In August, the NY Times' Catherine Rampell wrote what was probably the least appreciated economics story of the year. "Last week," she began, "Mitt Romney declared that if his new, one-page economic policy plan were implemented, the country would add '12 million new jobs by the end of [his] first term.' "
Romney's Big Promise created a stir not only on the left, but in the mainstream media. Twelve million? No way. That's preposterous. Just another outrageous, characteristically Romneyesque Big Lie.
This morning, Romney is repeating his promise: "If I’m elected, we will have a real recovery with pro-growth policies that will create 12 million new jobs."
Yet as Rampell observed two months ago, "Romney’s promises may actually be a little underambitious, in that his promised job growth is pretty close to what’s already expected." She continued:
In its semi-annual long-term economic forecast released in April, Macroeconomic Advisers projected that the economy would add 11.8 million jobs from 2012 to 2016....
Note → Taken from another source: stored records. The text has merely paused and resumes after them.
use jsonwebtoken::{decode, DecodingKey, Validation};
use serde::{Deserialize, Serialize};

use crate::error::{AppError, Result};

#[derive(Debug, Serialize, Deserialize)]
pub struct Claims {
    pub sub: String, // user_id
    pub role: String,
    pub exp: i64,
}

/// Verify JWT token and extract claims
pub fn verify_jwt(token: &str, secret: &str) -> Result<Claims> {
    decode::<Claims>(
        token,
        &DecodingKey::from_secret(secret.as_bytes()),
        &Validation::default(),
    )
    .map(|data| data.claims)
    .map_err(|_| AppError::Unauthorized("Invalid token".to_string()))
}

/// Tokens are issued elsewhere; tests mint their own.
#[cfg(test)]
pub fn create_access_token(user_id: uuid::Uuid, role: &str, secret: &str) -> String {
    use chrono::{Duration, Utc};
    use jsonwebtoken::{encode, EncodingKey, Header};

    let claims = Claims {
        sub: user_id.to_string(),
        role: role.to_string(),
        exp: (Utc::now() + Duration::minutes(15)).timestamp(),
    };

    encode(
        &Header::default(),
        &claims,
        &EncodingKey::from_secret(secret.as_bytes()),
    )
    .unwrap()
}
Moody’s Analytics, another forecasting firm, projects similar job growth.
Other forecasts weren't as optimistic, nonetheless the underlying premise was, and remains, that we have already turned the corner under President Obama's policies--and now some serious coasting is virtually guaranteed.
So for once, Romney wasn't lying. He probably would create 12 million news jobs. But so will Obama. Both, because of Obama.
Romney just forgot to mention that last part.
Mitt will do or say whatever will procude the biggest payoff for Mitt Romney.
He's Joe Isuzu with prep school polish.
Posted by: Janicket | October 06, 2012 at 08:56 AM
"produce" -- stupid dyslexic fingers.